[Opening Material to process section]
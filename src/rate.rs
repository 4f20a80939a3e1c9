//! Delivery-coverage (rate) analysis.
//!
//! Coverage of a message is the percentage of the run's actors that
//! eventually delivered it. The histogram over all messages is compressed
//! for display: integer percentage buckets below a noise floor collapse
//! into zero-valued range bins, so a run where most messages sit at a few
//! coverage values stays readable across the full 0..=100 axis.

use std::collections::BTreeMap;

use thiserror::Error;

use crate::aggregate::reduce_by_key;
use crate::index::DeliveryIndex;
use crate::trace::MessageId;

/// Tunables for [`rate_histogram`].
#[derive(Debug, Clone)]
pub struct RateOptions {
    /// Buckets whose normalized fraction is at or below this value are
    /// treated as display noise and merged into zero-valued ranges.
    pub noise_floor: f64,
}

impl Default for RateOptions {
    fn default() -> Self {
        Self { noise_floor: 0.01 }
    }
}

/// One bin of a compressed coverage histogram: a retained integer
/// percentage labelled `"r"`, or a merged empty range labelled
/// `"low-high"` (just `"low"` when the range is a single bucket).
#[derive(Debug, Clone, PartialEq)]
pub struct RateBin {
    pub label: String,
    pub value: f64,
}

/// The requested percentage window is not a valid sub-range of 0..=100.
#[derive(Debug, Clone, Copy, PartialEq, Eq, Error)]
#[error("invalid percentage range [{left}, {right}]: expected 0 <= left < right <= 100")]
pub struct InvalidRange {
    pub left: i64,
    pub right: i64,
}

/// Coverage percentage per message: delivering actors over `num_actors`,
/// real-valued and unrounded. `num_actors` is the known total process
/// count of the run and must be non-zero.
#[must_use]
pub fn delivery_rates(index: &DeliveryIndex, num_actors: usize) -> BTreeMap<MessageId, f64> {
    index
        .sets()
        .iter()
        .map(|(message, set)| (message.clone(), set.coverage(num_actors)))
        .collect()
}

/// Compressed coverage histogram over all messages.
///
/// Each message's percentage is floored to an integer bucket, bucket counts
/// are normalized by the message count, buckets at or below the noise floor
/// are discarded, and every maximal run of discarded or empty buckets
/// collapses into one zero-valued bin spanning its range. Bins ascend from
/// 0 to 100.
#[must_use]
pub fn rate_histogram(
    index: &DeliveryIndex,
    num_actors: usize,
    options: &RateOptions,
) -> Vec<RateBin> {
    let num_messages = index.num_messages();
    if num_messages == 0 {
        return Vec::new();
    }
    let counts = reduce_by_key(
        delivery_rates(index, num_actors)
            .into_values()
            .map(|pct| (pct.floor() as i64, 1usize)),
        |x, y| x + y,
    );

    let mut bins = Vec::new();
    let mut empty_run: Option<(i64, i64)> = None;
    for bucket in 0..=100i64 {
        let fraction = counts
            .get(&bucket)
            .map_or(0.0, |count| *count as f64 / num_messages as f64);
        if fraction > options.noise_floor {
            if let Some((low, high)) = empty_run.take() {
                bins.push(RateBin {
                    label: span_label(low, high),
                    value: 0.0,
                });
            }
            bins.push(RateBin {
                label: bucket.to_string(),
                value: fraction,
            });
        } else {
            empty_run = Some(match empty_run {
                Some((low, _)) => (low, bucket),
                None => (bucket, bucket),
            });
        }
    }
    if let Some((low, high)) = empty_run {
        bins.push(RateBin {
            label: span_label(low, high),
            value: 0.0,
        });
    }
    bins
}

/// Unnormalized integer-floor coverage counts restricted to the inclusive
/// percentage window `[left, right]`.
///
/// Only buckets with at least one message appear in the result.
pub fn rates_in_range(
    index: &DeliveryIndex,
    num_actors: usize,
    left: i64,
    right: i64,
) -> Result<BTreeMap<i64, u64>, InvalidRange> {
    if left >= right || left < 0 || right > 100 {
        return Err(InvalidRange { left, right });
    }
    Ok(reduce_by_key(
        delivery_rates(index, num_actors)
            .into_values()
            .map(|pct| pct.floor() as i64)
            .filter(|bucket| (left..=right).contains(bucket))
            .map(|bucket| (bucket, 1u64)),
        |x, y| x + y,
    ))
}

fn span_label(low: i64, high: i64) -> String {
    if low == high {
        low.to_string()
    } else {
        format!("{low}-{high}")
    }
}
[Closing Material to process section]
## Exercise description
Copy every line of the material above in which the word "Self" appears.

## Answer to the exercise
    fn default() -> Self {
        Self { noise_floor: 0.01 }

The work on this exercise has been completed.